(Beginning of PROVIDED RECORDS)

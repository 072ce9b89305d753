//! Streaming XML writer with nested rollback scopes

use super::chunk::{ChunkedBuffer, Fragment};
use super::config::StreamConfig;
use crate::encoder::{self, ChunkEncoder, Completion};
use crate::error::{Result, XmlError};
use crate::escape;
use crate::types::{Attributes, Value};
use std::borrow::Cow;
use std::fmt::Write as _;

const OPEN_ANGLE: &str = "<";
const CLOSE_ANGLE: &str = ">";
const OPEN_ANGLE_SLASH: &str = "</";
const CLOSE_SLASH_ANGLE: &str = "/>";

/// Start-tag bookkeeping for the innermost open element.
///
/// | operation            | `open`  | `leaf`  |
/// |----------------------|---------|---------|
/// | `open_node`          | `true`  | `true`  |
/// | text / raw / xml     | `false` | `false` |
/// | `close_node`         | `false` | `false` |
/// | `rollback`           | restored from the mark |
#[derive(Debug, Clone, Copy, Default, PartialEq, Eq)]
pub struct WriterState {
    /// The start tag of the innermost element still lacks its `>`
    pub open: bool,
    /// Nothing has been written inside the innermost element yet
    pub leaf: bool,
}

impl WriterState {
    fn opened(&mut self) {
        self.open = true;
        self.leaf = true;
    }

    /// Content is about to be written. Returns whether the start tag needs
    /// terminating first.
    fn content(&mut self) -> bool {
        let terminate = self.open;
        self.open = false;
        self.leaf = false;
        terminate
    }

    fn closed(&mut self) {
        self.open = false;
        self.leaf = false;
    }
}

/// Snapshot taken by [`XmlStream::add_rollback`].
#[derive(Debug, Clone, PartialEq, Eq)]
pub struct RollbackMark {
    /// Total fragment count at mark time
    pub cursor: usize,
    /// Absolute index of the chunk current at mark time
    pub chunk: usize,
    /// Fill cursor of that chunk
    pub fill: usize,
    /// Writer flags at mark time
    pub state: WriterState,
    stack: Vec<String>,
}

impl RollbackMark {
    /// Element stack depth at mark time
    pub fn depth(&self) -> usize {
        self.stack.len()
    }
}

/// Incremental XML writer backed by a [`ChunkedBuffer`].
///
/// Element nesting is valid by construction: opening a child terminates the
/// parent's start tag, and finalizing closes whatever is still open.
///
/// # Examples
///
/// ```
/// use xmlstream::XmlStream;
///
/// let mut xml = XmlStream::new();
/// xml.open_node("a", None);
/// xml.add_attribute("x", 1)?;
/// xml.open_node("b", None);
/// xml.write_text("hi");
/// xml.close_node();
/// xml.close_node();
/// assert_eq!(xml.into_xml()?, r#"<a x="1"><b>hi</b></a>"#);
/// # Ok::<(), xmlstream::XmlError>(())
/// ```
pub struct XmlStream {
    buffer: ChunkedBuffer,
    stack: Vec<String>,
    state: WriterState,
    rollbacks: Vec<RollbackMark>,
    encoder: Option<Box<dyn ChunkEncoder>>,
    failure: Option<XmlError>,
}

impl XmlStream {
    /// Detached writer with the default chunk size
    pub fn new() -> Self {
        Self::detached(super::DEFAULT_CHUNK_SIZE)
    }

    /// Detached writer with a custom chunk size
    pub fn detached(chunk_size: usize) -> Self {
        XmlStream {
            buffer: ChunkedBuffer::new(chunk_size),
            stack: Vec::new(),
            state: WriterState::default(),
            rollbacks: Vec::new(),
            encoder: None,
            failure: None,
        }
    }

    /// Writer configured by `config`, spawning its encoder if one is selected
    pub fn with_config(config: &StreamConfig) -> Result<Self> {
        let mut stream = Self::detached(config.chunk_size);
        stream.encoder = encoder::from_config(config)?;
        Ok(stream)
    }

    /// Writer that flushes completed chunks to a caller-supplied encoder
    pub fn with_encoder(chunk_size: usize, encoder: Box<dyn ChunkEncoder>) -> Self {
        let mut stream = Self::detached(chunk_size);
        stream.encoder = Some(encoder);
        stream
    }

    /// `version="1.0" encoding="UTF-8" standalone="yes"`
    pub fn std_doc_attributes() -> Attributes {
        Attributes::new()
            .with("version", "1.0")
            .with("encoding", "UTF-8")
            .with("standalone", "yes")
    }

    /// Fragment count so far; handy to tell whether anything was written
    pub fn cursor(&self) -> usize {
        self.buffer.total_count()
    }

    /// Name of the innermost open element
    pub fn tos(&self) -> Option<&str> {
        self.stack.last().map(String::as_str)
    }

    /// Number of open elements
    pub fn depth(&self) -> usize {
        self.stack.len()
    }

    /// Current start-tag flags
    pub fn state(&self) -> WriterState {
        self.state
    }

    /// Number of outstanding rollback marks
    pub fn pending_rollbacks(&self) -> usize {
        self.rollbacks.len()
    }

    /// The innermost outstanding rollback mark
    pub fn last_rollback(&self) -> Option<&RollbackMark> {
        self.rollbacks.last()
    }

    /// Whether completed chunks go to an encoder
    pub fn has_encoder(&self) -> bool {
        self.encoder.is_some()
    }

    /// Fragments still held in memory
    pub fn buffer(&self) -> &ChunkedBuffer {
        &self.buffer
    }

    /// Write the `<?xml ...?>` declaration line
    pub fn open_xml(&mut self, attributes: Option<&Attributes>) {
        self.push(Cow::Borrowed("<?xml"));
        if let Some(attrs) = attributes {
            self.push_attributes(attrs);
        }
        self.push(Cow::Borrowed("?>\n"));
    }

    /// Open an element, terminating the parent's start tag if needed
    pub fn open_node(&mut self, name: &str, attributes: Option<&Attributes>) {
        if self.state.open {
            self.push(Cow::Borrowed(CLOSE_ANGLE));
        }
        self.stack.push(name.to_string());

        self.push(Cow::Borrowed(OPEN_ANGLE));
        self.push(Cow::Owned(name.to_string()));
        if let Some(attrs) = attributes {
            self.push_attributes(attrs);
        }
        self.state.opened();
    }

    /// Add an attribute to the element whose start tag is still open.
    ///
    /// `Value::Empty` is skipped.
    pub fn add_attribute(&mut self, name: &str, value: impl Into<Value>) -> Result<()> {
        self.ensure_open()?;
        let value = value.into();
        if !value.is_empty() {
            let mut out = String::new();
            write_attribute(&mut out, name, &value);
            self.push(Cow::Owned(out));
        }
        Ok(())
    }

    /// Add every non-empty entry of `attributes` to the open start tag
    pub fn add_attributes(&mut self, attributes: &Attributes) -> Result<()> {
        self.ensure_open()?;
        self.push_attributes(attributes);
        Ok(())
    }

    /// Write escaped text content
    pub fn write_text(&mut self, text: &str) {
        self.begin_content();
        self.push(Cow::Owned(escape::encode(text).into_owned()));
    }

    /// Write pre-formed markup verbatim. The caller guarantees it is well formed.
    pub fn write_raw(&mut self, raw: &str) {
        self.begin_content();
        self.push(Cow::Owned(raw.to_string()));
    }

    /// Same as [`write_raw`](Self::write_raw)
    pub fn write_xml(&mut self, xml: &str) {
        self.write_raw(xml);
    }

    /// Close the innermost element, self-closing it if it has no content.
    ///
    /// Does nothing when no element is open.
    pub fn close_node(&mut self) {
        let Some(name) = self.stack.pop() else {
            tracing::debug!("close_node called with no open element");
            return;
        };
        if self.state.leaf {
            self.push(Cow::Borrowed(CLOSE_SLASH_ANGLE));
        } else {
            self.push(Cow::Borrowed(OPEN_ANGLE_SLASH));
            self.push(Cow::Owned(name));
            self.push(Cow::Borrowed(CLOSE_ANGLE));
        }
        self.state.closed();
    }

    /// Open, optionally write text, and close an element.
    pub fn leaf_node(&mut self, name: &str, attributes: Option<&Attributes>, text: Option<&str>) {
        self.open_node(name, attributes);
        if let Some(text) = text {
            self.write_text(text);
        }
        self.close_node();
    }

    /// Close every open element, innermost first
    pub fn close_all(&mut self) {
        while !self.stack.is_empty() {
            self.close_node();
        }
    }

    /// Push a rollback mark and return the cursor it captured.
    pub fn add_rollback(&mut self) -> usize {
        let cursor = self.buffer.total_count();
        self.rollbacks.push(RollbackMark {
            cursor,
            chunk: self.buffer.chunk_index(),
            fill: self.buffer.fill(),
            state: self.state,
            stack: self.stack.clone(),
        });
        tracing::trace!(cursor, depth = self.rollbacks.len(), "rollback mark added");
        cursor
    }

    /// Discard the latest rollback mark, keeping everything written since.
    pub fn commit(&mut self) -> Result<()> {
        let mark = self
            .rollbacks
            .pop()
            .ok_or_else(|| XmlError::InvalidState("commit without a rollback mark".to_string()))?;
        tracing::trace!(cursor = mark.cursor, "rollback mark committed");
        Ok(())
    }

    /// Restore the writer to the latest rollback mark and discard it.
    pub fn rollback(&mut self) -> Result<()> {
        let mark = self.rollbacks.pop().ok_or_else(|| {
            XmlError::InvalidState("rollback without a rollback mark".to_string())
        })?;

        if self.buffer.total_count() > mark.cursor {
            tracing::trace!(
                from = self.buffer.total_count(),
                to = mark.cursor,
                "rolling back"
            );
            self.buffer.truncate(mark.chunk, mark.fill, mark.cursor);
        }
        self.stack = mark.stack;
        self.state = mark.state;
        Ok(())
    }

    /// Close all open elements and return the document text.
    ///
    /// Fails with [`XmlError::EncoderAttached`] when chunks are being
    /// encoded to bytes; use [`into_bytes`](Self::into_bytes) instead.
    pub fn into_xml(mut self) -> Result<String> {
        if self.encoder.is_some() {
            return Err(XmlError::EncoderAttached);
        }
        self.close_all();
        Ok(self.buffer.concat())
    }

    /// Close all open elements and return the document as UTF-8 bytes.
    pub fn into_bytes(self) -> Result<Vec<u8>> {
        self.finish_bytes().wait()
    }

    /// Close all open elements, flush the remaining chunks and ask the
    /// encoder for its result.
    ///
    /// Without an encoder the text is encoded synchronously and the
    /// completion is already resolved.
    pub fn finish_bytes(mut self) -> Completion {
        self.close_all();

        let Some(mut encoder) = self.encoder.take() else {
            return Completion::ready(Ok(self.buffer.concat().into_bytes()));
        };

        if self.failure.is_none() {
            for chunk in self.buffer.take_all() {
                if let Err(e) = encoder.append(chunk) {
                    self.failure = Some(e);
                    break;
                }
            }
        }

        if let Some(err) = self.failure.take() {
            tracing::warn!(error = %err, "encoder failed before finalize");
            // Tear the encoding context down; its own result is superseded.
            drop(encoder);
            return Completion::ready(Err(err));
        }

        tracing::debug!(fragments = self.buffer.total_count(), "finalizing encoder");
        encoder.finish()
    }

    #[inline]
    fn push(&mut self, fragment: Fragment) {
        // Flushed chunks are out of reach of rollback, so hold them back
        // while any mark is outstanding.
        if self.buffer.push(fragment) && self.rollbacks.is_empty() {
            self.flush_complete();
        }
    }

    fn flush_complete(&mut self) {
        let Some(encoder) = self.encoder.as_mut() else {
            return;
        };
        let chunks = self.buffer.take_complete();
        if self.failure.is_some() {
            return;
        }
        tracing::debug!(chunks = chunks.len(), "flushing chunks to encoder");
        for chunk in chunks {
            if let Err(e) = encoder.append(chunk) {
                tracing::warn!(error = %e, "encoder append failed");
                self.failure = Some(e);
                return;
            }
        }
    }

    fn begin_content(&mut self) {
        if self.state.content() {
            self.push(Cow::Borrowed(CLOSE_ANGLE));
        }
    }

    fn ensure_open(&self) -> Result<()> {
        if self.state.open {
            Ok(())
        } else {
            Err(XmlError::InvalidState(
                "Cannot write attributes to node if it is not open".to_string(),
            ))
        }
    }

    fn push_attributes(&mut self, attributes: &Attributes) {
        let mut out = String::new();
        for (name, value) in attributes.iter() {
            if !value.is_empty() {
                write_attribute(&mut out, name, value);
            }
        }
        if !out.is_empty() {
            self.push(Cow::Owned(out));
        }
    }
}

impl Default for XmlStream {
    fn default() -> Self {
        Self::new()
    }
}

impl std::fmt::Debug for XmlStream {
    fn fmt(&self, f: &mut std::fmt::Formatter<'_>) -> std::fmt::Result {
        f.debug_struct("XmlStream")
            .field("cursor", &self.buffer.total_count())
            .field("stack", &self.stack)
            .field("state", &self.state)
            .field("rollbacks", &self.rollbacks.len())
            .field("encoder", &self.encoder.is_some())
            .finish()
    }
}

fn write_attribute(out: &mut String, name: &str, value: &Value) {
    let text = value.as_string();
    // Writing into a String cannot fail.
    let _ = write!(out, " {}=\"{}\"", name, escape::encode(&text));
}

(End of PROVIDED RECORDS)

• **WHAT THIS TASK INVOLVES**: Copy the material above word for word, taking the first line, the line containing "use crate::escape;", and every line between them, and nothing else.

• **SOLUTION FOR THIS TASK**:
repository 072ce9b89305d753
//! Streaming XML writer with nested rollback scopes

use super::chunk::{ChunkedBuffer, Fragment};
use super::config::StreamConfig;
use crate::encoder::{self, ChunkEncoder, Completion};
use crate::error::{Result, XmlError};
use crate::escape;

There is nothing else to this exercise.